FOD market is just taking off

Previously, there were no technology or / and financing for FOD market. The practice of manual FOD sweeps two to three times a day is inadequate and inefficient. With the issue of FAA Advisory Circulars (“AC”) in Sep 2009 & Sep 2010, 3 fixed base and one mobile FOD Detection systems / technologies were certified.

Table 1: Four systems certified by the FAA

Source: Various, FAA, Philip Securities

Financing mechanism / Funding is made available through the AIP (Airport Improvement Program) & PFC (Passenger Facility Charge). The catch is that for airports who wish to utilize the above grants will need to use the above certified systems.

How is Stratech system different from the other players?

With reference to Table 1 above, Stratech uses high resolution intelligent vision whereas the other three systems use radar. There is a likelihood that the use of radar technology may interfere with the performance of other equipment in the airport. Although Stratech’s systems incur higher up front costs, they typically require less maintenance due to its reliability, resulting in lower life cycle costs.

It is noteworthy that the iFerret contract awarded by the Dubai Airport in Jan 2014 was significant on two fronts. Firstly, according to figures from Airports Council International, Dubai Airport was the busiest airport for international travel in 2014. Thus, a contract win from such an established airport bore testament to the superiority of the iFerret system. Secondly, it was significant because Stratech has beaten the Xsight FODetect and replaced the incumbent QinetiQ Tarsier.

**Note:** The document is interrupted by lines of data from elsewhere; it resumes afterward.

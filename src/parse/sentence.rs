use crate::{
    parse::stream::{ParseErrorCtxHolder, ParseResult, Stream},
    sentence::{BinOp, Sentence},
};

/// Whether uppercase letters are read as schema variables.
#[derive(Debug, Clone, Copy, PartialEq, Eq)]
pub enum Variables {
    Forbidden,
    Allowed,
}

/// `atom | '!' sentence | '(' sentence op sentence ')'`, with free whitespace
/// between tokens.
pub fn sentence(s: &mut Stream, vars: Variables) -> ParseResult<Sentence> {
    s.skip_whitespace();

    match s.peek() {
        Some('!') => {
            s.pop();
            let operand = s.commit(|s| sentence(s, vars))?;
            Ok(Sentence::not(operand))
        }
        Some('(') => {
            s.pop();
            s.commit(|s| {
                let lhs = sentence(s, vars)?;
                s.skip_whitespace();
                let op = bin_op(s)?;
                let rhs = sentence(s, vars)?;
                s.skip_whitespace();
                s.expect_char(')')?;
                Ok(Sentence::binary(op, lhs, rhs))
            })
        }
        Some(c) if c.is_ascii_lowercase() => {
            s.pop();
            Ok(Sentence::atom(c))
        }
        Some(c) if c.is_ascii_uppercase() && vars == Variables::Allowed => {
            s.pop();
            Ok(Sentence::var(c))
        }
        _ => s.fail().ctx_expect_desc("a sentence"),
    }
}

pub fn bin_op(s: &mut Stream) -> ParseResult<BinOp> {
    for op in BinOp::ALL {
        if s.expect_str(op.symbol()).is_ok() {
            return Ok(op);
        }
    }

    s.fail().ctx_expect_desc("a connective")
}

/// A sentence whose outermost binary connective may be written without
/// parentheses, as proof lines allow: `p -> (q -> p)`.
pub fn top_sentence(s: &mut Stream, vars: Variables) -> ParseResult<Sentence> {
    let lhs = sentence(s, vars)?;

    let op = s.fallible(|s| {
        s.skip_whitespace();
        bin_op(s)
    });

    match op {
        Ok(op) => {
            let rhs = s.commit(|s| sentence(s, vars))?;
            Ok(Sentence::binary(op, lhs, rhs))
        }
        Err(_) => Ok(lhs),
    }
}
use super::{BinOp, Sentence};
use itertools::Itertools;
use std::{collections::BTreeMap, fmt};

/// An assignment of truth values to letters.
#[derive(Debug, Clone, Default, PartialEq, Eq)]
pub struct Interpretation {
    values: BTreeMap<char, bool>,
}

impl Interpretation {
    pub fn new() -> Self {
        Self::default()
    }

    pub fn with(mut self, letter: char, value: bool) -> Self {
        self.values.insert(letter, value);
        self
    }

    pub fn insert(&mut self, letter: char, value: bool) {
        self.values.insert(letter, value);
    }

    pub fn get(&self, letter: char) -> Option<bool> {
        self.values.get(&letter).copied()
    }

    pub fn letters(&self) -> impl Iterator<Item = char> + '_ {
        self.values.keys().copied()
    }

    pub fn iter(&self) -> impl Iterator<Item = (char, bool)> + '_ {
        self.values.iter().map(|(&l, &v)| (l, v))
    }

    pub fn len(&self) -> usize {
        self.values.len()
    }

    pub fn is_empty(&self) -> bool {
        self.values.is_empty()
    }
}

impl FromIterator<(char, bool)> for Interpretation {
    fn from_iter<I: IntoIterator<Item = (char, bool)>>(iter: I) -> Self {
        Self {
            values: iter.into_iter().collect(),
        }
    }
}

impl fmt::Display for Interpretation {
    fn fmt(&self, f: &mut fmt::Formatter<'_>) -> fmt::Result {
        let values = self
            .iter()
            .map(|(l, v)| format!("{l}={}", if v { "T" } else { "F" }))
            .join(", ");
        write!(f, "{{{values}}}")
    }
}

impl Sentence {
    /// Truth value of the sentence under `interpretation`.
    ///
    /// Panics if a letter of the sentence is not assigned or if the sentence
    /// still contains schema variables.
    pub fn evaluate(&self, interpretation: &Interpretation) -> bool {
        match self {
            Sentence::Atom(letter) => interpretation
                .get(*letter)
                .unwrap_or_else(|| panic!("letter `{letter}` is not interpreted")),
            Sentence::Var(name) => panic!("cannot evaluate schema variable `{name}`"),
            Sentence::Not(operand) => !operand.evaluate(interpretation),
            Sentence::Binary(op, lhs, rhs) => {
                let lhs = lhs.evaluate(interpretation);
                let rhs = rhs.evaluate(interpretation);
                match op {
                    BinOp::And => lhs && rhs,
                    BinOp::Or => lhs || rhs,
                    BinOp::Follows => !lhs || rhs,
                    BinOp::Equivalent => lhs == rhs,
                }
            }
        }
    }
}
use crate::parse::{
    proof::{Citation, ParsedLine, ProofStep, RuleCitation},
    sentence::{Variables, top_sentence},
    stream::{ParseErrorCtxHolder, ParseResult, Stream},
};
use ustr::Ustr;

/// Parse one raw line of proof text.
///
/// A line is either a separator `|-` or a step
/// `<bars><number> <sentence> <rule>[(<citations>)]`.
pub fn parse_line(text: &str, raw_line: usize) -> ParseResult<ParsedLine> {
    let mut s = Stream::new(text);
    let line = line(&mut s, raw_line)?;
    s.skip_whitespace();
    s.expect_eof()?;
    Ok(line)
}

fn line(s: &mut Stream, raw_line: usize) -> ParseResult<ParsedLine> {
    s.skip_whitespace();
    let depth = bars(s)?;

    if s.expect_char('-').is_ok() {
        return Ok(ParsedLine::Separator { depth });
    }

    s.commit(|s| {
        s.skip_whitespace();
        let line = line_number(s)?;
        s.expect_whitespace()?;
        let sentence = top_sentence(s, Variables::Forbidden)?;
        s.expect_whitespace()?;
        let rule = rule_citation(s)?;

        Ok(ParsedLine::Step(ProofStep {
            raw_line,
            line,
            depth,
            sentence,
            rule,
        }))
    })
    .ctx_label("a proof line")
}

fn bars(s: &mut Stream) -> ParseResult<usize> {
    let mut depth = 0;
    while s.expect_char('|').is_ok() {
        depth += 1;
    }

    if depth == 0 {
        s.fail().ctx_expect_char('|')
    } else {
        Ok(depth)
    }
}

/// A 1-based line number, returned 0-based.
fn line_number(s: &mut Stream) -> ParseResult<usize> {
    let check = s.checkpoint();
    let number = s.expect_number()?;

    if number == 0 {
        s.rewind(check);
        return s.fail().ctx_expect_desc("a line number of at least 1");
    }

    Ok(number - 1)
}

fn is_rule_char(c: char) -> bool {
    c.is_alphabetic() || c == '+' || c == '-'
}

fn rule_citation(s: &mut Stream) -> ParseResult<RuleCitation> {
    let mut name = String::new();
    while let Ok(c) = s.expect_char_is(is_rule_char) {
        name.push(c);
    }

    if name.is_empty() {
        return s.fail().ctx_expect_desc("a rule name");
    }

    let rule = RuleCitation::new(Ustr::from(name.as_str()), Vec::new());

    let check = s.checkpoint();
    let premises = citations(s)?;
    if (rule.is_premise() || rule.is_assumption()) && !premises.is_empty() {
        s.rewind(check);
        return s
            .fail()
            .ctx_expect_desc("no citations on a premise or assumption");
    }

    Ok(RuleCitation { premises, ..rule })
}

fn citations(s: &mut Stream) -> ParseResult<Vec<Citation>> {
    if s.expect_char('(').is_err() {
        return Ok(Vec::new());
    }

    s.commit(|s| {
        let mut citations = vec![citation(s)?];
        loop {
            s.skip_whitespace();
            if s.expect_char(',').is_ok() {
                citations.push(citation(s)?);
            } else {
                s.expect_char(')')?;
                return Ok(citations);
            }
        }
    })
}

fn citation(s: &mut Stream) -> ParseResult<Citation> {
    s.skip_whitespace();
    let start = line_number(s)?;
    s.skip_whitespace();

    if s.expect_char('-').is_ok() {
        s.skip_whitespace();
        let end = line_number(s)?;
        Ok(Citation::Range(start, end))
    } else {
        Ok(Citation::Line(start))
    }
}
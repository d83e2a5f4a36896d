//! Truth-table enumeration.

use super::{Interpretation, Sentence};

/// The letters of `sentence`, sorted and without duplicates.
pub fn letters(sentence: &Sentence) -> Vec<char> {
    fn visit(s: &Sentence, out: &mut Vec<char>) {
        match s {
            Sentence::Atom(letter) => out.push(*letter),
            Sentence::Var(_) => {}
            Sentence::Not(operand) => visit(operand, out),
            Sentence::Binary(_, lhs, rhs) => {
                visit(lhs, out);
                visit(rhs, out);
            }
        }
    }

    let mut out = Vec::new();
    visit(sentence, &mut out);
    out.sort_unstable();
    out.dedup();
    out
}

/// Every interpretation of `letters`. The first letter varies slowest and
/// `true` comes before `false`.
pub fn enumerate_interpretations(letters: &[char]) -> Vec<Interpretation> {
    letters.iter().fold(vec![Interpretation::new()], |acc, &letter| {
        acc.into_iter()
            .flat_map(|i| [i.clone().with(letter, true), i.with(letter, false)])
            .collect()
    })
}

#[derive(Debug, Clone, Default, PartialEq, Eq)]
pub struct Models {
    pub satisfying: Vec<Interpretation>,
    pub falsifying: Vec<Interpretation>,
}

/// Split all interpretations of the letters of `sentence` by the truth value
/// they give it.
pub fn all_models(sentence: &Sentence) -> Models {
    let mut models = Models::default();
    for i in enumerate_interpretations(&letters(sentence)) {
        if sentence.evaluate(&i) {
            models.satisfying.push(i);
        } else {
            models.falsifying.push(i);
        }
    }
    models
}

pub fn is_tautology(sentence: &Sentence) -> bool {
    all_models(sentence).falsifying.is_empty()
}

/// Whether every interpretation satisfying all `premises` satisfies
/// `conclusion`.
pub fn entails(premises: &[Sentence], conclusion: &Sentence) -> bool {
    let mut all = premises.iter().flat_map(letters).collect::<Vec<_>>();
    all.extend(letters(conclusion));
    all.sort_unstable();
    all.dedup();

    enumerate_interpretations(&all)
        .iter()
        .filter(|i| premises.iter().all(|p| p.evaluate(i)))
        .all(|i| conclusion.evaluate(i))
}
//! # meme-core
//!
//! Data model shared by every stage of the meme pipeline.
//!
//! ## Architecture
//!
//! ```text
//! caller (CLI / bot / web)
//!     │  Vec<TextBlock { text, PositionId, SizeClass }>
//!     ▼
//! meme-layout ──► meme-text (measure)
//!     │
//!     ▼
//! meme-render ──► JPEG on disk
//! ```
//!
//! - **`block`**: [`TextBlock`], validation, JSON block lists.
//! - **`position`**: the closed anchor set and the size classes.

pub mod block;
pub mod position;

pub use block::{parse_blocks_json, BlockError, TextBlock, MAX_TEXT_LENGTH};
pub use position::{HAlign, PositionId, SizeClass, VAlign, MAX_BASE_SIZE, MIN_BASE_SIZE};
//! JPEG output.
//!
//! Every generated meme gets a fresh name, `meme_<12 hex>.jpg`, taken from
//! a v4 UUID. Concurrent writers never pick the same path, so there is no
//! locking around the output directory.
//!
//! Files are encoded with per-image optimized Huffman tables at a high
//! quality. Quality can be tuned but never drops below
//! [`MIN_JPEG_QUALITY`].

use image::RgbImage;
use jpeg_encoder::{ColorType, Encoder};
use std::path::{Path, PathBuf};
use uuid::Uuid;

use crate::error::RenderError;

pub const DEFAULT_JPEG_QUALITY: u8 = 92;
/// Lowest quality a caller may configure.
pub const MIN_JPEG_QUALITY: u8 = 75;

const NAME_PREFIX: &str = "meme_";
const NAME_HEX_LEN: usize = 12;

/// Clamp a requested quality into `MIN_JPEG_QUALITY..=100`.
pub fn clamp_quality(quality: u8) -> u8 {
    quality.clamp(MIN_JPEG_QUALITY, 100)
}

fn encode_rgb(canvas: &RgbImage, quality: u8, optimize: bool) -> Result<Vec<u8>, RenderError> {
    let (width, height) = canvas.dimensions();
    let (Ok(w), Ok(h)) = (u16::try_from(width), u16::try_from(height)) else {
        return Err(RenderError::TooLarge { width, height });
    };

    let mut bytes = Vec::new();
    let mut encoder = Encoder::new(&mut bytes, clamp_quality(quality));
    encoder.set_optimized_huffman_tables(optimize);
    encoder
        .encode(canvas.as_raw(), w, h, ColorType::Rgb)
        .map_err(RenderError::Encode)?;
    Ok(bytes)
}

/// Encode `canvas` as JPEG with optimized Huffman tables.
pub fn encode_jpeg(canvas: &RgbImage, quality: u8) -> Result<Vec<u8>, RenderError> {
    encode_rgb(canvas, quality, true)
}

/// Writes composited memes into one directory.
#[derive(Clone, Debug)]
pub struct OutputStore {
    dir: PathBuf,
    quality: u8,
}

impl OutputStore {
    pub fn new(dir: impl Into<PathBuf>, quality: u8) -> Self {
        Self {
            dir: dir.into(),
            quality: clamp_quality(quality),
        }
    }

    pub fn dir(&self) -> &Path {
        &self.dir
    }

    pub fn quality(&self) -> u8 {
        self.quality
    }

    /// A fresh, unused-with-overwhelming-probability output path.
    pub fn next_path(&self) -> PathBuf {
        let id = Uuid::new_v4().simple().to_string();
        self.dir
            .join(format!("{NAME_PREFIX}{}.jpg", &id[..NAME_HEX_LEN]))
    }

    /// Encode and write `canvas`, creating the directory if needed.
    pub fn save(&self, canvas: &RgbImage) -> Result<PathBuf, RenderError> {
        std::fs::create_dir_all(&self.dir).map_err(|source| RenderError::Io {
            path: self.dir.clone(),
            source,
        })?;

        let bytes = encode_jpeg(canvas, self.quality)?;
        let path = self.next_path();
        std::fs::write(&path, &bytes).map_err(|source| RenderError::Io {
            path: path.clone(),
            source,
        })?;

        log::debug!("wrote {} ({} bytes)", path.display(), bytes.len());
        Ok(path)
    }
}

/// Whether `name` looks like a file this store would produce.
pub fn is_output_name(name: &str) -> bool {
    name.strip_prefix(NAME_PREFIX)
        .and_then(|rest| rest.strip_suffix(".jpg"))
        .is_some_and(|id| {
            id.len() == NAME_HEX_LEN
                && id.bytes().all(|b| b.is_ascii_digit() || (b'a'..=b'f').contains(&b))
        })
}

// ===================================================================
// Tests
// ===================================================================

Intellectual property valued at S$249m - S$810m vs current market capitalisation of S$51.7m

Stratech has spent more than 25 years in investing and creating intellectual property (“IP”). According to an independent valuation report conducted by Stone Forest Corporate Advisory, Stratech IP may be worth between S$249m to S$810m. It is noteworthy that notwithstanding the recent spike in the share price, Stratech’s current market capitalization as of 15 May 2015 is S$51.7m.

Inroads to military airport & airfield surveillance

In Sep 2013, Stratech announced that its iFerret has been selected by one of the top air forces. iFerret is equipped with the RADAS (Rapid Airfield Damage Assessment System) capability which can rapidly detect, locate, categorise and measure the severity of damages and hazards on the runways and taxiways. In peacetime, iFerret can be deployed for FOD Detection.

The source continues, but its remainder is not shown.